Chapter in this post:
There is currently a new Amazon phishing email going around with the subject New authentication method reads. How you proceed when you receive such a dubious email that is supposed to come from Amazon, I've summarized that for you. Also good to know: Before you delete the suspicious-looking Amazon email, you can send it to a service of the mail order company so that the matter can be investigated there. So you can take active action against phishing and spoofed mails. What you shouldn't do: Click on the links included.
I got the email with the subject twice New authentication method in the mailbox this morning. Once addressed to the email address that I actually use on Amazon; once to a second address that I do not use for Amazon. That was the first suspicion even before reading the mail. But there is also the text:
"This email lays down a number of minimum requirements for the security of Internet payments. The EBA guidelines are based on the provisions of Directive 2007/64 / EC2 (“Payment Services Directive”, “PSD”) on the information requirements for payment services and the obligations of payment service providers when providing payment services. In addition, Article 10 (4) of the PSD stipulates that payment institutions must have solid corporate management and appropriate internal control mechanisms in place. For online payments, this means that a new, more secure method of customer authentication must be introduced. To ensure the security of your customer data, a comparison of the stored information is mandatory. Please watch out for possible incorrect entries during the authentication process, should we discover a discrepancy to the data stored with us, your account will inevitably be blocked."
A fake email that claims to be from Amazon often has some flaws. At first glance, the text of the sample mail (apart from comma errors) does not seem like it; however, the tonality is completely different than regular notifications from Amazon. Amazon declares more for the little man and the little woman, less in the legal style and without subliminal threats such as "Should we discover a discrepancy between the data stored with us, your account will be inevitably blocked". In addition, the mail was completely nonsensically formatted as a column:
Recommended reading: Do I need antivirus software on the Mac or MacBook?
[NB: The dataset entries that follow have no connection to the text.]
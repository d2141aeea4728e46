//! Builtin functions, the supported standard-library modules, and the
//! methods of builtin container types.

use crate::ast::{CallExpression, ExpressionKind, SourceSpan};
use crate::types::{TypeKind, TypeSet};

use super::calls::Argument;
use super::{ExpressionTyper, Reported, Shape, Typed, TypeResult};

use self::StdArity::{Exact, Range};

#[derive(Clone, Copy, Debug, PartialEq, Eq)]
enum StdArity {
    Exact(usize),
    Range { min: usize, max: usize },
}

impl StdArity {
    fn allows(self, count: usize) -> bool {
        match self {
            Exact(expected) => expected == count,
            Range { min, max } => (min..=max).contains(&count),
        }
    }

    fn describe(self) -> String {
        match self {
            Exact(expected) => format!("exactly {expected}"),
            Range { min, max } => format!("{min} to {max}"),
        }
    }
}

/// Function of `math`, `sys` or `subprocess`. An empty `ret` marks an opaque
/// result.
struct StdFunction {
    module: &'static str,
    name: &'static str,
    arity: StdArity,
    params: &'static [TypeSet],
    ret: TypeSet,
}

const COMMAND: &[TypeSet] = &[TypeSet::STR.union(TypeSet::LIST)];
const ONE_NUMBER: &[TypeSet] = &[TypeSet::NUMERIC];
const TWO_NUMBERS: &[TypeSet] = &[TypeSet::NUMERIC, TypeSet::NUMERIC];
const EXIT_STATUS: &[TypeSet] = &[TypeSet::INT.union(TypeSet::STR)];

const fn std_function(
    module: &'static str,
    name: &'static str,
    arity: StdArity,
    params: &'static [TypeSet],
    ret: TypeSet,
) -> StdFunction {
    StdFunction {
        module,
        name,
        arity,
        params,
        ret,
    }
}

const fn math(name: &'static str, params: &'static [TypeSet], ret: TypeSet) -> StdFunction {
    std_function("math", name, Exact(params.len()), params, ret)
}

const STDLIB: &[StdFunction] = &[
    math("sqrt", ONE_NUMBER, TypeSet::FLOAT),
    math("sin", ONE_NUMBER, TypeSet::FLOAT),
    math("cos", ONE_NUMBER, TypeSet::FLOAT),
    math("tan", ONE_NUMBER, TypeSet::FLOAT),
    math("exp", ONE_NUMBER, TypeSet::FLOAT),
    std_function("math", "log", Range { min: 1, max: 2 }, TWO_NUMBERS, TypeSet::FLOAT),
    math("log2", ONE_NUMBER, TypeSet::FLOAT),
    math("log10", ONE_NUMBER, TypeSet::FLOAT),
    math("fabs", ONE_NUMBER, TypeSet::FLOAT),
    math("pow", TWO_NUMBERS, TypeSet::FLOAT),
    math("atan2", TWO_NUMBERS, TypeSet::FLOAT),
    math("hypot", TWO_NUMBERS, TypeSet::FLOAT),
    math("floor", ONE_NUMBER, TypeSet::INT),
    math("ceil", ONE_NUMBER, TypeSet::INT),
    math("trunc", ONE_NUMBER, TypeSet::INT),
    math("isnan", ONE_NUMBER, TypeSet::BOOL),
    math("isinf", ONE_NUMBER, TypeSet::BOOL),
    std_function("sys", "exit", Range { min: 0, max: 1 }, EXIT_STATUS, TypeSet::NONE_TYPE),
    std_function("sys", "getrecursionlimit", Exact(0), &[], TypeSet::INT),
    std_function("sys", "setrecursionlimit", Exact(1), &[TypeSet::INT], TypeSet::NONE_TYPE),
    std_function("subprocess", "call", Exact(1), COMMAND, TypeSet::INT),
    std_function("subprocess", "check_call", Exact(1), COMMAND, TypeSet::INT),
    std_function("subprocess", "check_output", Exact(1), COMMAND, TypeSet::STR),
    std_function("subprocess", "getoutput", Exact(1), &[TypeSet::STR], TypeSet::STR),
    std_function("subprocess", "run", Exact(1), COMMAND, TypeSet::empty()),
];

const BUILTINS: [&str; 15] = [
    "len", "eval", "exec", "obj_get", "chan_new", "chan_send", "chan_recv", "print", "str", "int",
    "float", "bool", "abs", "range", "isinstance",
];

pub(super) fn is_builtin(name: &str) -> bool {
    BUILTINS.contains(&name)
}

/// Attribute of a standard-library module, e.g. `math.pi`.
pub(super) fn stdlib_attribute(module: &str, attr: &str) -> Typed {
    match (module, attr) {
        ("math", "pi" | "e" | "tau" | "inf" | "nan") => Typed::of(TypeKind::Float),
        ("sys", "maxsize") => Typed::of(TypeKind::Int),
        ("sys", "platform" | "version") => Typed::of(TypeKind::Str),
        ("sys", "argv") => Typed::list_of(TypeSet::STR),
        _ => Typed::unknown(),
    }
}

impl<'a, 'cx> ExpressionTyper<'a, 'cx> {
    fn expect_arity(
        &mut self,
        name: &str,
        call: &CallExpression,
        arity: StdArity,
        span: SourceSpan,
    ) -> Result<(), Reported> {
        if let Some(keyword) = call.keywords.first() {
            return self.fail(
                keyword.value.span,
                format!("{name}() takes no keyword arguments"),
            );
        }
        if !arity.allows(call.arguments.len()) {
            return self.fail(
                span,
                format!(
                    "{name}() takes {} argument(s), {} given",
                    arity.describe(),
                    call.arguments.len()
                ),
            );
        }
        Ok(())
    }

    fn require(
        &mut self,
        typed: &Typed,
        allowed: TypeSet,
        span: SourceSpan,
        what: &str,
    ) -> Result<(), Reported> {
        if typed.set.is_empty() || typed.set.is_within(allowed) {
            return Ok(());
        }
        self.fail(
            span,
            format!(
                "{what} must be {}, found {}",
                allowed.describe(),
                typed.set.describe()
            ),
        )
    }

    pub(super) fn builtin_call(
        &mut self,
        name: &str,
        call: &CallExpression,
        span: SourceSpan,
    ) -> TypeResult {
        let args = &call.arguments;
        match name {
            "len" => {
                self.expect_arity(name, call, Exact(1), span)?;
                let arg = self.visit(&args[0])?;
                self.require(&arg, TypeSet::SIZED, args[0].span, "len() argument")?;
                Ok(Typed::of(TypeKind::Int))
            }
            "eval" | "exec" => {
                self.expect_arity(name, call, Exact(1), span)?;
                if !matches!(args[0].kind, ExpressionKind::Str(_)) {
                    return self.fail(
                        args[0].span,
                        format!("{name}() only accepts a string literal argument"),
                    );
                }
                self.visit(&args[0])?;
                if name == "exec" {
                    Ok(Typed::of(TypeKind::NoneType))
                } else {
                    Ok(Typed::unknown())
                }
            }
            "obj_get" => {
                self.expect_arity(name, call, Exact(2), span)?;
                self.visit(&args[0])?;
                let index = self.visit(&args[1])?;
                if index.set != TypeSet::INT {
                    return self.fail(
                        args[1].span,
                        format!("obj_get() index must be int, found {}", index.set.describe()),
                    );
                }
                Ok(Typed::of(TypeKind::Str))
            }
            "chan_new" => {
                self.expect_arity(name, call, Exact(1), span)?;
                let capacity = self.visit(&args[0])?;
                if !capacity.set.is_within(TypeSet::INT | TypeSet::BOOL) {
                    return self.fail(
                        args[0].span,
                        format!(
                            "chan_new() capacity must be int or bool, found {}",
                            capacity.set.describe()
                        ),
                    );
                }
                Ok(Typed::instance("channel"))
            }
            "chan_send" => {
                self.expect_arity(name, call, Exact(2), span)?;
                self.visit(&args[0])?;
                let payload = self.visit(&args[1])?;
                let bytes_literal = matches!(args[1].kind, ExpressionKind::Bytes(_));
                let scalar =
                    payload.set.is_single() && payload.set.is_within(TypeSet::IMMUTABLE_SCALAR);
                if !bytes_literal && !scalar {
                    return self.fail(
                        args[1].span,
                        format!(
                            "chan_send() payload must be an immutable scalar (int, float, bool, str) or a bytes literal, found {}",
                            payload.set.describe()
                        ),
                    );
                }
                Ok(Typed::of(TypeKind::NoneType))
            }
            "chan_recv" => {
                self.expect_arity(name, call, Exact(1), span)?;
                self.visit(&args[0])?;
                Ok(Typed::unknown())
            }
            "print" => {
                self.visit_arguments(call)?;
                Ok(Typed::of(TypeKind::NoneType))
            }
            "str" | "bool" => {
                self.expect_arity(name, call, Range { min: 0, max: 1 }, span)?;
                if let Some(arg) = args.first() {
                    self.visit(arg)?;
                }
                let kind = if name == "str" {
                    TypeKind::Str
                } else {
                    TypeKind::Bool
                };
                Ok(Typed::of(kind))
            }
            "int" | "float" => {
                self.expect_arity(name, call, Range { min: 0, max: 1 }, span)?;
                if let Some(arg) = args.first() {
                    let typed = self.visit(arg)?;
                    let convertible = TypeSet::NUMERIC | TypeSet::STR | TypeSet::BOOL;
                    self.require(&typed, convertible, arg.span, &format!("{name}() argument"))?;
                }
                let kind = if name == "int" {
                    TypeKind::Int
                } else {
                    TypeKind::Float
                };
                Ok(Typed::of(kind))
            }
            "abs" => {
                self.expect_arity(name, call, Exact(1), span)?;
                let typed = self.visit(&args[0])?;
                match typed.set {
                    set if set == TypeSet::INT || set == TypeSet::FLOAT => Ok(Typed::from_set(set)),
                    set => self.fail(
                        args[0].span,
                        format!("abs() requires an int or float, found {}", set.describe()),
                    ),
                }
            }
            "range" => {
                self.expect_arity(name, call, Range { min: 1, max: 3 }, span)?;
                for arg in args {
                    let typed = self.visit(arg)?;
                    if typed.set != TypeSet::INT {
                        return self.fail(
                            arg.span,
                            format!(
                                "range() arguments must be int, found {}",
                                typed.set.describe()
                            ),
                        );
                    }
                }
                Ok(Typed::list_of(TypeSet::INT))
            }
            "isinstance" => {
                self.expect_arity(name, call, Exact(2), span)?;
                self.visit(&args[0])?;
                Ok(Typed::of(TypeKind::Bool))
            }
            _ => self.fail(span, format!("unknown builtin '{name}'")),
        }
    }

    pub(super) fn stdlib_call(
        &mut self,
        module: &str,
        function: &str,
        call: &CallExpression,
        span: SourceSpan,
    ) -> TypeResult {
        let Some(entry) = STDLIB
            .iter()
            .find(|entry| entry.module == module && entry.name == function)
        else {
            return self.fail(
                span,
                format!("module '{module}' has no function '{function}'"),
            );
        };
        let qualified = format!("{module}.{function}");
        self.expect_arity(&qualified, call, entry.arity, span)?;
        for (arg, allowed) in call.arguments.iter().zip(entry.params) {
            let typed = self.visit(arg)?;
            self.require(&typed, *allowed, arg.span, &format!("{qualified}() argument"))?;
        }
        if entry.ret.is_empty() {
            return Ok(Typed::instance(function));
        }
        Ok(Typed::from_set(entry.ret))
    }

    /// Methods of `str`, `list` and `dict` receivers.
    pub(super) fn method_call(
        &mut self,
        receiver: &Typed,
        method: &str,
        arguments: &[Argument<'_>],
        span: SourceSpan,
    ) -> TypeResult {
        let set = receiver.set;
        let result = if set == TypeSet::STR {
            str_method(method)
        } else if set == TypeSet::LIST {
            self.list_method(receiver, method, arguments)?
        } else if set == TypeSet::DICT {
            dict_method(receiver, method, arguments.len())
        } else {
            None
        };
        match result {
            Some(typed) => Ok(typed),
            None => self.fail(
                span,
                format!("{} has no method '{method}'", set.describe()),
            ),
        }
    }

    fn list_method(
        &mut self,
        receiver: &Typed,
        method: &str,
        arguments: &[Argument<'_>],
    ) -> Result<Option<Typed>, Reported> {
        let elems = receiver.list_elems();
        let typed = match method {
            "append" | "insert" | "remove" => {
                if let Some(item) = arguments.last() {
                    let set = item.typed.set;
                    if !elems.is_empty() && !set.is_empty() && !set.is_within(elems) {
                        return self.fail(
                            item.expression.span,
                            format!(
                                "cannot {method} {} to list of {}",
                                set.describe(),
                                elems.describe()
                            ),
                        );
                    }
                }
                Typed::of(TypeKind::NoneType)
            }
            "extend" | "clear" | "sort" | "reverse" => Typed::of(TypeKind::NoneType),
            "pop" => Typed::from_set(elems),
            "index" | "count" => Typed::of(TypeKind::Int),
            "copy" => {
                let mut copy = Typed::of(TypeKind::List);
                copy.shape = receiver.shape.clone();
                copy
            }
            _ => return Ok(None),
        };
        Ok(Some(typed))
    }
}

fn str_method(method: &str) -> Option<Typed> {
    let typed = match method {
        "upper" | "lower" | "strip" | "lstrip" | "rstrip" | "replace" | "join" | "format"
        | "capitalize" | "title" => Typed::of(TypeKind::Str),
        "split" | "splitlines" => Typed::list_of(TypeSet::STR),
        "startswith" | "endswith" | "isdigit" | "isalpha" | "isspace" => {
            Typed::of(TypeKind::Bool)
        }
        "find" | "count" | "index" => Typed::of(TypeKind::Int),
        "encode" => Typed::of(TypeKind::Bytes),
        _ => return None,
    };
    Some(typed)
}

fn dict_method(receiver: &Typed, method: &str, argument_count: usize) -> Option<Typed> {
    let (keys, values) = match &receiver.shape {
        Some(Shape::Dict { keys, values }) => (*keys, *values),
        _ => (TypeSet::empty(), TypeSet::empty()),
    };
    let typed = match method {
        "get" if argument_count < 2 && !values.is_empty() => {
            Typed::from_set(values | TypeSet::NONE_TYPE)
        }
        "get" | "pop" | "setdefault" => Typed::from_set(values),
        "keys" => Typed::list_of(keys),
        "values" => Typed::list_of(values),
        "items" => Typed::of(TypeKind::List).with_shape(Shape::List {
            elems: TypeSet::TUPLE,
            tuple_elems: Some(vec![keys, values]),
        }),
        "clear" | "update" => Typed::of(TypeKind::NoneType),
        "copy" => {
            let mut copy = Typed::of(TypeKind::Dict);
            copy.shape = receiver.shape.clone();
            copy
        }
        _ => return None,
    };
    Some(typed)
}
In addition to the tonality and the formatting, it is noticeable that a note was received in the received mail (at the bottom): "With this service announcement we inform you about important changes regarding your Amazon account.“- Not bad, but Amazon does not mess with umlauts. And so we come to the next sticking point: the email was sent from a .co.uk address. For a German e-mail to German Amazon customers who have delivery to Germany, that is also nonsensical.
If you get such a message, then do not click any link - for example in the said message the link "Verify account“. Let the cursor (the mouse pointer) move over the link or button and see which link target you Browser or show mailing program. In this case it was a bit.ly link – why should Amazon use a URL shortener? That doesn't make any sense either. Obviously someone wants to hide a phishing site here. So never click on such a link, and if you do, then never give your data, your password and so on. Even if there is talk of authentication and the closure of the customer account is threatened.
You can report fake messages (phishing, spoofed mails, etc.) to Amazon.de help. And this is how it works: Write a new email and attach the phishing attempt as an attachment. In this way, all the necessary information is retained. Various assistants such as Outlook, Thunderbird or Mail from Apple simplify this. Send this email to firstname.lastname@example.org. If you can't attach the outgoing email, just forward it to the address given. Further information is available from Amazon help.
After graduating from high school, Johannes completed an apprenticeship as a business assistant specializing in foreign languages. But then he decided to research and write, which resulted in his independence. For several years he has been working for Sir Apfelot, among others. His articles include product introductions, news, manuals, video games, consoles, and more. He follows Apple keynotes live via stream.